*Task directions*
Find the line with "let digits = hex_string" in the records below. Copy it and every line after it, up to and including the line with "if digits.len() %".

Stored items:
________

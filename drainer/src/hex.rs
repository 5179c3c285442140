use anyhow::{Context, bail};

/// Converts a hex string, optionally prefixed with `0x`, to bytes.
pub fn parse_hex_payload(hex_string: &str) -> anyhow::Result<Vec<u8>> {
    let digits = hex_string
        .strip_prefix("0x")
        .or_else(|| hex_string.strip_prefix("0X"))
        .unwrap_or(hex_string);

    if !digits.is_ascii() {
        bail!("hex payload `{hex_string}` contains non ascii characters");
    }

    if digits.len() % 2 != 0 {
        bail!("hex payload `{hex_string}` has an odd number of digits");
    }

    let mut result = Vec::with_capacity(digits.len() / 2);
    for i in (0..digits.len()).step_by(2) {
        let pair = &digits[i..i + 2];
        let byte = u8::from_str_radix(pair, 16)
            .with_context(|| format!("hex payload `{hex_string}` has invalid digits `{pair}`"))?;
        result.push(byte);
    }

    Ok(result)
}

/// Renders bytes as a `0x` prefixed lowercase hex string.
pub fn to_hex(bytes: &[u8]) -> String {
    let mut result = String::with_capacity(2 + bytes.len() * 2);
    result.push_str("0x");
    for byte in bytes {
        result.push_str(&format!("{byte:02x}"));
    }

    result
}
//! Testing utilities for binlog translation.
//!
//! - [`table`] - Table metadata fixtures covering every identity layout.
//! - [`payload`] - Builders that encode row payloads in the layouts change logs emit.
pub mod payload;
pub mod table;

________

*Answer*
    let digits = hex_string
        .strip_prefix("0x")
        .or_else(|| hex_string.strip_prefix("0X"))
        .unwrap_or(hex_string);

    if !digits.is_ascii() {
        bail!("hex payload `{hex_string}` contains non ascii characters");
    }

    if digits.len() % 2 != 0 {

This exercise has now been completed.